In einem dramatischen Appell an die Politik warnen 300 Wissenschaftler vor den Folgen der Kita-Krise. Personalnot und zu große Gruppen widersprächen den Grundbedürfnissen und Rechten von Kindern.
Erziehungswissenschaftlerin Rahel Dreyer an der Alice-Salomon-Hochschule in Berlin warnt vor irreparablen Folgen. — In einem offenen Brief fordert sie deshalb mit einigen hundert Kollegen aus dem Früherziehungsbereich mehr Geld und mehr Personal für Kindergärten.
Miriam Stiehler, Vorschulleiterin und promovierte Sonderpädagogin kritisiert das gesamte Kita-System:
Die hausgemachte Kita-Krise ist nicht mit Geld zu lösen ( Cicero | 28.09.2024 )
Ihre These: „Seit langem hat es keine so unausgeglichene, stimmungsgetriebene, zugleich anspruchsvolle und labile Generation von Kleinkindern gegeben wie die aktuellen Kindergartenjahrgänge. Das Hauptproblem ist aber nicht das Geld, sondern die aktuelle Kita-Ideologie.“
In einem wichtigen Beitrag wird sie ganz deutlich: „Es ist eine schleichende Fehlentwicklung, die Eltern und Großeltern spüren, aber nur schwer in Worte fassen können. Ihre Folgen sind vergleichbar mit der Migrationskrise und dem wirtschaftlichen Abschwung, denn hier wächst eine Generation heran, der ganz wesentliche Bausteine für Resilienz und Bildung fehlen. Doch auch dieses Problem ist nicht durch mehr Geld zu lösen. Es ist eine Folge fataler ideologischer Irrtümer. Viele davon verdanken wir dem erfolgreichen Marsch durch die Institutionen, den die Feinde der „Offenen Gesellschaft“, wie Karl Popper sie wirklich verstand, vor über fünfzig Jahren angetreten haben.“
Am Personalschlüssel kann es nicht liegen
Miriam Stiehler vermittelt eine interessante Erkenntnis: „An sich könnte man mit dem Geld und dem Personalschlüssel, den wir in Deutschland haben, wunderbar auskommen. Es ist die Art, wie in Kindergärten gearbeitet wird, die bei Kindern und Erziehern zu enormem seelischem Stress führt. In Bayern zum Beispiel kommen im Durchschnitt acht Kinder auf eine Erzieherin. In Frankreich sind es 24. Bei Krankenstand erhöht sich die Belastung, doch das Grundverhältnis bleibt sehr unterschiedlich.“
Sie kritisiert eine völlig fehlgeleitete Vorstellung von „Kindzentrierung“, „Selbstbildung“, „Partizipation“ und „Autonomie,“ die enormen Einfluss auf die praktische Arbeit in Kindergärten haben.
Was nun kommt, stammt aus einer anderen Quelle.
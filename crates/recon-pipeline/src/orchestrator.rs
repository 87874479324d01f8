//! Subscribes each stage queue to its registered scan services and
//! dispatches inbound events by name. Grounded on the long-poll /
//! dispatch-by-lookup shape of `bpmn_integration::worker::JobWorker`, wired
//! onto the event bus instead of a gRPC job queue.

use std::collections::HashMap;
use std::sync::Arc;

use recon_bus::{BusError, Event, EventBus};

use crate::scan_service::{ScanContext, ScanService};
use crate::stage::Stage;

/// Registry of scan services plus the machinery to subscribe them to their
/// stage queues and dispatch incoming events by name.
pub struct PipelineOrchestrator {
    bus: Arc<EventBus>,
    services_by_event: HashMap<&'static str, Arc<dyn ScanService>>,
}

impl PipelineOrchestrator {
    pub fn new(bus: Arc<EventBus>) -> Self {
        Self {
            bus,
            services_by_event: HashMap::new(),
        }
    }

    /// Register `service` for every event name it declares. Later
    /// registrations for the same event name overwrite earlier ones.
    pub fn register(&mut self, service: Arc<dyn ScanService>) {
        for event_name in service.handled_events() {
            self.services_by_event.insert(event_name, service.clone());
        }
    }

    fn stages_in_use(&self) -> Vec<Stage> {
        let mut stages: Vec<Stage> = self
            .services_by_event
            .values()
            .map(|s| s.stage())
            .collect();
        stages.sort_by_key(|s| s.queue_name());
        stages.dedup_by_key(|s| s.queue_name());
        stages
    }

    /// Subscribe to every stage queue that has at least one registered
    /// service and dispatch each delivered event to it. Runs until the first
    /// subscription fails or the process is stopped.
    pub async fn run(self: Arc<Self>) -> Result<(), BusError> {
        let stages = self.stages_in_use();
        let mut handles = Vec::new();

        for stage in stages {
            let this = self.clone();
            let bus = self.bus.clone();
            let queue = stage.queue_name();
            handles.push(tokio::spawn(async move {
                bus.subscribe(queue, move |event: Event| {
                    let this = this.clone();
                    async move { this.dispatch(event).await }
                })
                .await
            }));
        }

        for handle in handles {
            handle.await.expect("subscriber task panicked")?;
        }
        Ok(())
    }

    async fn dispatch(&self, event: Event) -> Result<(), BusError> {
        let Some(service) = self.services_by_event.get(event.event.as_str()) else {
            tracing::warn!(event = %event.event, "no scan service registered for event, dropping");
            return Ok(());
        };

        let ctx = ScanContext::new(self.bus.clone());
        if let Err(err) = service.execute(event.clone(), &ctx).await {
            tracing::error!(service = service.name(), event = %event.event, error = %err, "scan service failed");
        }
        Ok(())
    }
}

#[cfg(test)]
mod tests {
    use super::*;
    use crate::error::PipelineError;
    use async_trait::async_trait;

    struct NoopService;

    #[async_trait]
    impl ScanService for NoopService {
        fn name(&self) -> &'static str {
            "noop"
        }
        fn stage(&self) -> Stage {
            Stage::Discovery
        }
        fn handled_events(&self) -> &'static [&'static str] {
            &["subdomain_discovered"]
        }
        async fn execute(&self, _event: Event, _ctx: &ScanContext) -> Result<(), PipelineError> {
            Ok(())
        }
    }

    #[test]
    fn registering_a_service_claims_its_stage() {
        // Construction-only test: a real EventBus needs a broker connection,
        // so this only exercises registration bookkeeping.
        let services_by_event: HashMap<&'static str, Arc<dyn ScanService>> = {
            let mut m = HashMap::new();
            let svc: Arc<dyn ScanService> = Arc::new(NoopService);
            for event_name in svc.handled_events() {
                m.insert(*event_name, svc.clone());
            }
            m
        };
        assert!(services_by_event.contains_key("subdomain_discovered"));
        assert_eq!(services_by_event["subdomain_discovered"].stage().queue_name(), "discovery");
    }
}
Und sie hebt die Herangehensweise in Kitas in Frankreich hervor, in denen die école maternelle fünf Ziele verfolgt: „Das Kind soll sich als Individuum in die Gemeinschaft einfügen lernen. Es soll die französische Sprache in all ihren Facetten beherrschen: mündlich, schriftlich, literarisch. Es ist festgeschrieben und selbstverständlich, dass die Kinder am Ende des Vorschuljahres alle Buchstaben beherrschen, 30 Wörter als Ganzwörter lesen können und eine ganze Menge Lieder auswendig kennen.“
Der Beitrag vermittelt für deutsche Eltern überraschende Erkenntnisse und ist lesenswert.
Eine Erkenntnis muss unbedingt noch hinzugefügt werden: Eltern sollten auch in ihren Kita-Alltag hinein schauen, und sich mit den pädagogischen Bedingungen kritisch-konstruktiv auseinander setzen! Und sie solten Ihre Elternrechte und elterliche Verantwortung nicht allein durch überbordende Kindersozialarbeit wegdefinieren lassen – und selbst aktiv den Sozialraum der Kinder mitgestalten!